## WORK TO BE COMPLETED
Reproduce the entries exactly.

## RAW DATA

//! The runtime-side mirror of the committed vnode tree (spec §3 "Instance",
//! §4.5 Commit/Reconciler, §9 design notes). Where a [`crate::vnode::VNode`]
//! is an immutable per-render description, an [`Instance`] is the
//! long-lived object that survives across renders: it owns hook slots,
//! measured layout, and a non-owning link to its parent.

pub mod hooks;
pub mod slab;

use std::collections::HashMap;

use smallvec::SmallVec;

use crate::instance::hooks::HookSlot;
use crate::instance::slab::{Slab, SlabHandle};
use crate::vnode::{Appearance, Key, LayoutAttrs, Payload, WidgetKind};

/// A monotonic, process-unique instance identifier (spec §3). Unlike
/// [`SlabHandle`], this is stable for the instance's entire lifetime and
/// never reused, so it is safe to hand out to host code (e.g.
/// [`crate::error::FatalEvent`]) that may outlive the slab slot.
#[derive(Debug, Clone, Copy, PartialEq, Eq, Hash, PartialOrd, Ord)]
pub struct InstanceId(u64);

#[derive(Default)]
pub(crate) struct InstanceIdAllocator {
    next: u64,
}

impl InstanceIdAllocator {
    pub(crate) fn alloc(&mut self) -> InstanceId {
        let id = InstanceId(self.next);
        self.next += 1;
        id
    }
}

/// Identity used for reconciliation (spec §4.5): a child is matched to a
/// prior-render instance by `(kind, key-or-positional-index)` among its
/// siblings.
#[derive(Debug, Clone, PartialEq, Eq, Hash)]
pub enum SiblingIdentity {
    Keyed(Key),
    Positional(usize),
}

/// One node of the runtime instance tree.
pub struct Instance {
    pub id: InstanceId,
    /// Non-owning handle to the parent's slot; `None` for the root. Using a
    /// handle instead of `Rc`/`Weak` means teardown is a plain slab removal,
    /// never a cycle (spec §9).
    pub parent: Option<SlabHandle>,
    pub kind: WidgetKind,
    pub identity: SiblingIdentity,
    /// The vnode's layout/appearance/payload from the most recent commit —
    /// [`crate::layout`] and [`crate::render`] read these directly rather
    /// than re-walking a vnode tree that no longer exists between frames.
    pub layout: LayoutAttrs,
    pub appearance: Appearance,
    pub payload: Payload,
    /// Ordered handles of this instance's children, reflecting the last
    /// commit.
    pub children: SmallVec<[SlabHandle; 4]>,
    /// Hook slots, populated in call order for composite widgets; empty for
    /// primitive (non-composite) widget kinds.
    pub(crate) hook_slots: Vec<HookSlot>,
    /// Per-widget mutable state bag for primitive widgets that are stateful
    /// without going through the hook API (e.g. scroll offset, dropdown
    /// open/closed, input cursor) — spec §4.4/§4.8 widget-local state.
    pub local_state: HashMap<&'static str, Box<dyn std::any::Any>>,
    /// Bumped whenever this slot is torn down and a *new* instance is
    /// mounted at the same `(parent, identity)` — i.e. a re-key, not a
    /// simple update. Hook setters compare against this, not against the
    /// slab generation, so a setter from the instance's own previous
    /// hook-count-mismatch recovery still drops correctly.
    pub generation: u32,
}

impl Instance {
    fn new(id: InstanceId, parent: Option<SlabHandle>, kind: WidgetKind, identity: SiblingIdentity) -> Self {
        Self {
            id,
            parent,
            kind,
            identity,
            layout: LayoutAttrs::default(),
            appearance: Appearance::default(),
            payload: Payload::None,
            children: SmallVec::new(),
            hook_slots: Vec::new(),
            local_state: HashMap::new(),
            generation: 0,
        }
    }
}

/// Owns every live [`Instance`] and the root handle. This is the "runtime
/// instance tree" side of C5; [`crate::commit::Reconciler`] is the
/// algorithm that keeps it in sync with freshly rendered vnode trees.
#[derive(Default)]
pub struct InstanceTree {
    slab: Slab<Instance>,
    ids: InstanceIdAllocator,
    root: Option<SlabHandle>,
}

impl InstanceTree {
    #[must_use]
    pub fn new() -> Self {
        Self::default()
    }

    #[must_use]
    pub fn root(&self) -> Option<SlabHandle> {
        self.root
    }

    #[must_use]
    pub fn get(&self, handle: SlabHandle) -> Option<&Instance> {
        self.slab.get(handle)
    }

    pub fn get_mut(&mut self, handle: SlabHandle) -> Option<&mut Instance> {
        self.slab.get_mut(handle)
    }

    #[must_use]
    pub fn len(&self) -> usize {
        self.slab.len()
    }

    #[must_use]
    pub fn is_empty(&self) -> bool {
        self.slab.is_empty()
    }

    /// Mount a brand new instance under `parent` (or as the root if `parent`
    /// is `None` and the tree is empty).
    pub(crate) fn mount(
        &mut self,
        parent: Option<SlabHandle>,
        kind: WidgetKind,
        identity: SiblingIdentity,
    ) -> SlabHandle {
        let id = self.ids.alloc();
        let instance = Instance::new(id, parent, kind, identity);
        let handle = self.slab.insert(instance);
        if let Some(parent_handle) = parent {
            if let Some(parent_instance) = self.slab.get_mut(parent_handle) {
                parent_instance.children.push(handle);
            }
        } else if self.root.is_none() {
            self.root = Some(handle);
        }
        handle
    }

    /// Mount without touching any parent's child list — the caller (the
    /// reconciler) assigns the full, correctly ordered child list itself via
    /// [`Self::set_children`] once every child has been mounted or reused.
    pub(crate) fn mount_detached(&mut self, parent: Option<SlabHandle>, kind: WidgetKind, identity: SiblingIdentity) -> SlabHandle {
        let id = self.ids.alloc();
        self.slab.insert(Instance::new(id, parent, kind, identity))
    }

    /// Replace `handle`'s ordered child list wholesale (spec §4.5: a commit
    /// produces the full next child order, not a sequence of moves).
    pub(crate) fn set_children(&mut self, handle: SlabHandle, children: SmallVec<[SlabHandle; 4]>) {
        if let Some(instance) = self.slab.get_mut(handle) {
            instance.children = children;
        }
    }

    pub(crate) fn set_root(&mut self, handle: Option<SlabHandle>) {
        self.root = handle;
    }

    /// Tear down an instance and its entire subtree, LIFO (children before
    /// parent, deepest-first within a level is not required by the spec —
    /// only that a child's cleanups run before its parent's, spec §4.9
    /// step 5).
    pub(crate) fn unmount_subtree(&mut self, handle: SlabHandle) -> Vec<Instance> {
        let mut removed = Vec::new();
        self.unmount_subtree_into(handle, &mut removed);
        removed
    }

    fn unmount_subtree_into(&mut self, handle: SlabHandle, removed: &mut Vec<Instance>) {
        let children = self.slab.get(handle).map(|i| i.children.clone()).unwrap_or_default();
        for child in children {
            self.unmount_subtree_into(child, removed);
        }
        if let Some(instance) = self.slab.remove(handle) {
            if self.root == Some(handle) {
                self.root = None;
            }
            removed.push(instance);
        }
    }

    /// Detach `handle` from its parent's child list without tearing it down
    /// (used when the reconciler moves an instance during a keyed reorder).
    pub(crate) fn detach(&mut self, handle: SlabHandle) {
        let parent = self.slab.get(handle).and_then(|i| i.parent);
        if let Some(parent_handle) = parent {
            if let Some(parent_instance) = self.slab.get_mut(parent_handle) {
                parent_instance.children.retain(|&c| c != handle);
            }
        }
    }

    pub(crate) fn reattach(&mut self, handle: SlabHandle, new_parent: Option<SlabHandle>, at: usize) {
        if let Some(instance) = self.slab.get_mut(handle) {
            instance.parent = new_parent;
        }
        if let Some(parent_handle) = new_parent {
            if let Some(parent_instance) = self.slab.get_mut(parent_handle) {
                let at = at.min(parent_instance.children.len());
                parent_instance.children.insert(at, handle);
            }
        }
    }
}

## RESPONSE
//! The runtime-side mirror of the committed vnode tree (spec §3 "Instance",
//! §4.5 Commit/Reconciler, §9 design notes). Where a [`crate::vnode::VNode`]
//! is an immutable per-render description, an [`Instance`] is the
//! long-lived object that survives across renders: it owns hook slots,
//! measured layout, and a non-owning link to its parent.

pub mod hooks;
pub mod slab;

use std::collections::HashMap;

use smallvec::SmallVec;

use crate::instance::hooks::HookSlot;
use crate::instance::slab::{Slab, SlabHandle};
use crate::vnode::{Appearance, Key, LayoutAttrs, Payload, WidgetKind};

/// A monotonic, process-unique instance identifier (spec §3). Unlike
/// [`SlabHandle`], this is stable for the instance's entire lifetime and
/// never reused, so it is safe to hand out to host code (e.g.
/// [`crate::error::FatalEvent`]) that may outlive the slab slot.
#[derive(Debug, Clone, Copy, PartialEq, Eq, Hash, PartialOrd, Ord)]
pub struct InstanceId(u64);

#[derive(Default)]
pub(crate) struct InstanceIdAllocator {
    next: u64,
}

impl InstanceIdAllocator {
    pub(crate) fn alloc(&mut self) -> InstanceId {
        let id = InstanceId(self.next);
        self.next += 1;
        id
    }
}

/// Identity used for reconciliation (spec §4.5): a child is matched to a
/// prior-render instance by `(kind, key-or-positional-index)` among its
/// siblings.
#[derive(Debug, Clone, PartialEq, Eq, Hash)]
pub enum SiblingIdentity {
    Keyed(Key),
    Positional(usize),
}

/// One node of the runtime instance tree.
pub struct Instance {
    pub id: InstanceId,
    /// Non-owning handle to the parent's slot; `None` for the root. Using a
    /// handle instead of `Rc`/`Weak` means teardown is a plain slab removal,
    /// never a cycle (spec §9).
    pub parent: Option<SlabHandle>,
    pub kind: WidgetKind,
    pub identity: SiblingIdentity,
    /// The vnode's layout/appearance/payload from the most recent commit —
    /// [`crate::layout`] and [`crate::render`] read these directly rather
    /// than re-walking a vnode tree that no longer exists between frames.
    pub layout: LayoutAttrs,
    pub appearance: Appearance,
    pub payload: Payload,
    /// Ordered handles of this instance's children, reflecting the last
    /// commit.
    pub children: SmallVec<[SlabHandle; 4]>,
    /// Hook slots, populated in call order for composite widgets; empty for
    /// primitive (non-composite) widget kinds.
    pub(crate) hook_slots: Vec<HookSlot>,
    /// Per-widget mutable state bag for primitive widgets that are stateful
    /// without going through the hook API (e.g. scroll offset, dropdown
    /// open/closed, input cursor) — spec §4.4/§4.8 widget-local state.
    pub local_state: HashMap<&'static str, Box<dyn std::any::Any>>,
    /// Bumped whenever this slot is torn down and a *new* instance is
    /// mounted at the same `(parent, identity)` — i.e. a re-key, not a
    /// simple update. Hook setters compare against this, not against the
    /// slab generation, so a setter from the instance's own previous
    /// hook-count-mismatch recovery still drops correctly.
    pub generation: u32,
}

impl Instance {
    fn new(id: InstanceId, parent: Option<SlabHandle>, kind: WidgetKind, identity: SiblingIdentity) -> Self {
        Self {
            id,
            parent,
            kind,
            identity,
            layout: LayoutAttrs::default(),
            appearance: Appearance::default(),
            payload: Payload::None,
            children: SmallVec::new(),
            hook_slots: Vec::new(),
            local_state: HashMap::new(),
            generation: 0,
        }
    }
}

/// Owns every live [`Instance`] and the root handle. This is the "runtime
/// instance tree" side of C5; [`crate::commit::Reconciler`] is the
/// algorithm that keeps it in sync with freshly rendered vnode trees.
#[derive(Default)]
pub struct InstanceTree {
    slab: Slab<Instance>,
    ids: InstanceIdAllocator,
    root: Option<SlabHandle>,
}

impl InstanceTree {
    #[must_use]
    pub fn new() -> Self {
        Self::default()
    }

    #[must_use]
    pub fn root(&self) -> Option<SlabHandle> {
        self.root
    }

    #[must_use]
    pub fn get(&self, handle: SlabHandle) -> Option<&Instance> {
        self.slab.get(handle)
    }

    pub fn get_mut(&mut self, handle: SlabHandle) -> Option<&mut Instance> {
        self.slab.get_mut(handle)
    }

    #[must_use]
    pub fn len(&self) -> usize {
        self.slab.len()
    }

    #[must_use]
    pub fn is_empty(&self) -> bool {
        self.slab.is_empty()
    }

    /// Mount a brand new instance under `parent` (or as the root if `parent`
    /// is `None` and the tree is empty).
    pub(crate) fn mount(
        &mut self,
        parent: Option<SlabHandle>,
        kind: WidgetKind,
        identity: SiblingIdentity,
    ) -> SlabHandle {
        let id = self.ids.alloc();
        let instance = Instance::new(id, parent, kind, identity);
        let handle = self.slab.insert(instance);
        if let Some(parent_handle) = parent {
            if let Some(parent_instance) = self.slab.get_mut(parent_handle) {
                parent_instance.children.push(handle);
            }
        } else if self.root.is_none() {
            self.root = Some(handle);
        }
        handle
    }

    /// Mount without touching any parent's child list — the caller (the
    /// reconciler) assigns the full, correctly ordered child list itself via
    /// [`Self::set_children`] once every child has been mounted or reused.
    pub(crate) fn mount_detached(&mut self, parent: Option<SlabHandle>, kind: WidgetKind, identity: SiblingIdentity) -> SlabHandle {
        let id = self.ids.alloc();
        self.slab.insert(Instance::new(id, parent, kind, identity))
    }

    /// Replace `handle`'s ordered child list wholesale (spec §4.5: a commit
    /// produces the full next child order, not a sequence of moves).
    pub(crate) fn set_children(&mut self, handle: SlabHandle, children: SmallVec<[SlabHandle; 4]>) {
        if let Some(instance) = self.slab.get_mut(handle) {
            instance.children = children;
        }
    }

    pub(crate) fn set_root(&mut self, handle: Option<SlabHandle>) {
        self.root = handle;
    }

    /// Tear down an instance and its entire subtree, LIFO (children before
    /// parent, deepest-first within a level is not required by the spec —
    /// only that a child's cleanups run before its parent's, spec §4.9
    /// step 5).
    pub(crate) fn unmount_subtree(&mut self, handle: SlabHandle) -> Vec<Instance> {
        let mut removed = Vec::new();
        self.unmount_subtree_into(handle, &mut removed);
        removed
    }

    fn unmount_subtree_into(&mut self, handle: SlabHandle, removed: &mut Vec<Instance>) {
        let children = self.slab.get(handle).map(|i| i.children.clone()).unwrap_or_default();
        for child in children {
            self.unmount_subtree_into(child, removed);
        }
        if let Some(instance) = self.slab.remove(handle) {
            if self.root == Some(handle) {
                self.root = None;
            }
            removed.push(instance);
        }
    }

    /// Detach `handle` from its parent's child list without tearing it down
    /// (used when the reconciler moves an instance during a keyed reorder).
    pub(crate) fn detach(&mut self, handle: SlabHandle) {
        let parent = self.slab.get(handle).and_then(|i| i.parent);
        if let Some(parent_handle) = parent {
            if let Some(parent_instance) = self.slab.get_mut(parent_handle) {
                parent_instance.children.retain(|&c| c != handle);
            }
        }
    }

    pub(crate) fn reattach(&mut self, handle: SlabHandle, new_parent: Option<SlabHandle>, at: usize) {
        if let Some(instance) = self.slab.get_mut(handle) {
            instance.parent = new_parent;
        }
        if let Some(parent_handle) = new_parent {
            if let Some(parent_instance) = self.slab.get_mut(parent_handle) {
                let at = at.min(parent_instance.children.len());
                parent_instance.children.insert(at, handle);
            }
        }
    }
}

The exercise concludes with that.